Parce qu’on ne rougit plus, même dans un écrit destiné au public, de confondre un participe passé et un infinitif (« j’ai aimer », ou « il se leva de table sans terminé son dessert »). Parce que des masculins notoires (alvéole, apogée, tentacule… mais aussi éloge et amiante !) changent de sexe sous l’effet d’une hormone funeste. Parce que dire : « Athéna est la déesse éponyme d’Athènes » est correct (elle lui donne son nom), tandis que « Victor Hugo parle de Notre-Dame de Paris dans le roman éponyme » ne l’est pas (ce n’est pas le roman qui donne son nom à l’église). Parce que « retoqué » ne figure dans aucun dictionnaire.

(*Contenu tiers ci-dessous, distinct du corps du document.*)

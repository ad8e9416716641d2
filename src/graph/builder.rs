//! Transition graph derivation.
//!
//! Combines the implicit sequential flow (declaration order) with explicit
//! success/failure actions into one directed graph per workflow. Reference
//! failures never abort construction: the offending edge is omitted, a
//! diagnostic is recorded, and everything else still builds.

use std::collections::{HashSet, VecDeque};

use tracing::debug;

use crate::diagnostics::{Diagnostic, DiagnosticCode};
use crate::model::{Action, ActionKind, ActionTarget, DocumentModel, Step, Workflow};

use super::{EdgeKind, GraphBuild, GraphEdge, GraphNode, NodeKind, TransitionGraph};

const INPUT_ID: &str = "input";
const OUTPUT_ID: &str = "output";
const ERROR_SINK_ID: &str = "error";

/// Derive the transition graph for one workflow.
pub fn build_graph(workflow: &Workflow, model: &DocumentModel) -> GraphBuild {
    let mut builder = GraphBuilder::new(workflow, model);
    builder.add_step_nodes();
    builder.add_edges();
    builder.finish()
}

struct GraphBuilder<'a> {
    workflow: &'a Workflow,
    model: &'a DocumentModel,
    nodes: Vec<GraphNode>,
    edges: Vec<GraphEdge>,
    diagnostics: Vec<Diagnostic>,
    /// Node id per step index; steps without a usable id get synthetic ones
    step_ids: Vec<String>,
    output_used: bool,
    error_sink_used: bool,
}

impl<'a> GraphBuilder<'a> {
    fn new(workflow: &'a Workflow, model: &'a DocumentModel) -> Self {
        let step_ids = workflow
            .steps
            .iter()
            .enumerate()
            .map(|(i, step)| match step.id() {
                Some(id) => id.to_string(),
                None => format!("step@{i}"),
            })
            .collect();

        Self {
            workflow,
            model,
            nodes: vec![GraphNode {
                id: INPUT_ID.to_string(),
                kind: NodeKind::Input,
                label: INPUT_ID.to_string(),
                range: None,
            }],
            edges: Vec::new(),
            diagnostics: Vec::new(),
            step_ids,
            // Declared outputs give the workflow a completion node up front
            output_used: !workflow.outputs.is_empty(),
            error_sink_used: false,
        }
    }

    fn add_step_nodes(&mut self) {
        for (i, step) in self.workflow.steps.iter().enumerate() {
            self.nodes.push(GraphNode {
                id: self.step_ids[i].clone(),
                kind: NodeKind::Step,
                label: self.step_ids[i].clone(),
                range: Some(step.range),
            });
        }
    }

    fn add_edges(&mut self) {
        let step_count = self.workflow.steps.len();
        if step_count > 0 {
            self.edge(INPUT_ID, &self.step_ids[0].clone(), EdgeKind::Sequential, None);
        }

        for i in 0..step_count {
            let from = self.step_ids[i].clone();
            let step = &self.workflow.steps[i];

            // An explicit goto/end on success replaces the default
            // continuation - by presence alone, independent of criteria.
            let suppressed = step
                .on_success
                .iter()
                .any(|a| matches!(a.kind, ActionKind::Goto | ActionKind::End));

            if i + 1 < step_count {
                if suppressed {
                    self.warn_redundant_suppression(step, &self.step_ids[i + 1].clone());
                } else {
                    self.edge(&from, &self.step_ids[i + 1].clone(), EdgeKind::Sequential, None);
                }
            } else if !suppressed {
                self.output_used = true;
                self.edge(&from, OUTPUT_ID, EdgeKind::Sequential, None);
            }
        }

        // Explicit success transitions.
        for i in 0..step_count {
            let from = self.step_ids[i].clone();
            for action in &self.workflow.steps[i].on_success {
                match action.kind {
                    ActionKind::End => {
                        self.output_used = true;
                        self.edge(&from, OUTPUT_ID, EdgeKind::Success, label(action));
                    }
                    ActionKind::Goto => self.action_edge(&from, action, EdgeKind::Success, None),
                    // Retry is failure-only; the validator reports it
                    ActionKind::Retry | ActionKind::Unknown(_) => {}
                }
            }
        }

        // Explicit failure transitions, structurally distinct from success.
        for i in 0..step_count {
            let from = self.step_ids[i].clone();
            for action in &self.workflow.steps[i].on_failure {
                match action.kind {
                    ActionKind::End => {
                        self.error_sink_used = true;
                        self.edge(&from, ERROR_SINK_ID, EdgeKind::Failure, label(action));
                    }
                    ActionKind::Goto => self.action_edge(&from, action, EdgeKind::Failure, None),
                    ActionKind::Retry | ActionKind::Unknown(_) => {}
                }
            }
        }

        // Retry transitions loop back to their target; cycles here are the
        // intended mechanism, not an error.
        for i in 0..step_count {
            let from = self.step_ids[i].clone();
            for action in &self.workflow.steps[i].on_failure {
                if action.kind == ActionKind::Retry {
                    self.action_edge(&from, action, EdgeKind::Failure, Some("retry"));
                }
            }
        }
    }

    /// Add the edge for a goto/retry action, or record why it was omitted.
    fn action_edge(
        &mut self,
        from: &str,
        action: &Action,
        kind: EdgeKind,
        fallback_label: Option<&str>,
    ) {
        let label = label(action).or_else(|| fallback_label.map(str::to_string));
        match action.target() {
            ActionTarget::Step(target) => {
                if self.workflow.step(&target.node).is_some() {
                    self.edge(from, &target.node.clone(), kind, label);
                } else {
                    self.diagnostics.push(Diagnostic::error(
                        DiagnosticCode::ReferenceError,
                        target.range,
                        format!("Unknown step: `{}`", target.node),
                    ));
                }
            }
            ActionTarget::Workflow(target) => {
                if self.model.has_workflow(&target.node) {
                    let id = self.ensure_workflow_node(&target.node);
                    self.edge(from, &id, kind, label);
                } else {
                    self.diagnostics.push(Diagnostic::error(
                        DiagnosticCode::ReferenceError,
                        target.range,
                        format!("Unknown workflow: `{}`", target.node),
                    ));
                }
            }
            // Structurally broken targets are the validator's findings;
            // no edge either way.
            ActionTarget::Both | ActionTarget::None => {}
        }
    }

    /// Placeholder node for a transition into another workflow.
    fn ensure_workflow_node(&mut self, workflow_id: &str) -> String {
        let id = format!("workflow:{workflow_id}");
        if self.nodes.iter().all(|n| n.id != id) {
            self.nodes.push(GraphNode {
                id: id.clone(),
                kind: NodeKind::Workflow,
                label: workflow_id.to_string(),
                range: None,
            });
        }
        id
    }

    /// An unconditional goto to the immediate next step suppresses a default
    /// edge just to redraw it.
    fn warn_redundant_suppression(&mut self, step: &Step, next_id: &str) {
        for action in &step.on_success {
            let unconditional = action.kind == ActionKind::Goto && action.criteria.is_empty();
            if !unconditional {
                continue;
            }
            if let ActionTarget::Step(target) = action.target() {
                if target.node == next_id {
                    self.diagnostics.push(Diagnostic::warning(
                        DiagnosticCode::GraphWarning,
                        action.range,
                        format!(
                            "Explicit goto duplicates the default sequential transition to `{next_id}`"
                        ),
                    ));
                }
            }
        }
    }

    fn edge(&mut self, from: &str, to: &str, kind: EdgeKind, label: Option<String>) {
        self.edges.push(GraphEdge {
            from: from.to_string(),
            to: to.to_string(),
            kind,
            label,
        });
    }

    fn finish(mut self) -> GraphBuild {
        if self.output_used {
            self.nodes.push(GraphNode {
                id: OUTPUT_ID.to_string(),
                kind: NodeKind::Output,
                label: OUTPUT_ID.to_string(),
                range: None,
            });
        }
        if self.error_sink_used {
            self.nodes.push(GraphNode {
                id: ERROR_SINK_ID.to_string(),
                kind: NodeKind::ErrorSink,
                label: ERROR_SINK_ID.to_string(),
                range: None,
            });
        }

        self.check_reachability();

        debug!(
            workflow = self.workflow.id().unwrap_or("<unnamed>"),
            nodes = self.nodes.len(),
            edges = self.edges.len(),
            diagnostics = self.diagnostics.len(),
            "transition graph built"
        );

        GraphBuild {
            graph: TransitionGraph {
                workflow_id: self.workflow.id().map(str::to_string),
                nodes: self.nodes,
                edges: self.edges,
            },
            diagnostics: self.diagnostics,
        }
    }

    /// BFS from `input`; unreached steps stay in the node list but are
    /// flagged. The visited set guards against cycles.
    fn check_reachability(&mut self) {
        let mut visited: HashSet<&str> = HashSet::new();
        let mut queue = VecDeque::from([INPUT_ID]);

        while let Some(current) = queue.pop_front() {
            if !visited.insert(current) {
                continue;
            }
            for edge in self.edges.iter().filter(|e| e.from == current) {
                if !visited.contains(edge.to.as_str()) {
                    queue.push_back(edge.to.as_str());
                }
            }
        }

        let mut warnings = Vec::new();
        for node in &self.nodes {
            if node.kind == NodeKind::Step && !visited.contains(node.id.as_str()) {
                let range = node.range.unwrap_or_default();
                warnings.push(Diagnostic::warning(
                    DiagnosticCode::GraphWarning,
                    range,
                    format!("Unreachable step: `{}`", node.id),
                ));
            }
        }
        self.diagnostics.extend(warnings);
    }
}

fn label(action: &Action) -> Option<String> {
    action.name.as_ref().map(|n| n.node.clone())
}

Mais surtout, parce que, justement, se gorger de « pas prête de », « retoquer », « éponyme » ou « expertise » (qui est de l’anglais… en voie de naturalisation) passe, désormais, pour le comble de l’élégance : le style journalistique se gonfle de cette avoine, et quand la plume a du mal à couler, quel bonheur de puiser dans ces pauvres vitamines qui procurent l’illusion d’être dans le ton, dans le coup, et, en un mot comme en cent, brillant ? Le dernier bibelot verbal à la mode, c’est « tacler » : quand on a dit « Ségolène a sèchement taclé Sarko » (ou l’inverse), on croit avoir tout dit. Oserais-je dire que cette métaphore sportive me fait penser à l’immortel : « Il l’a abattu en plein vol, comme un lapin ! » lancé à la face du monde et dans le feu de l’action par le pape de nos commentateurs sportifs ?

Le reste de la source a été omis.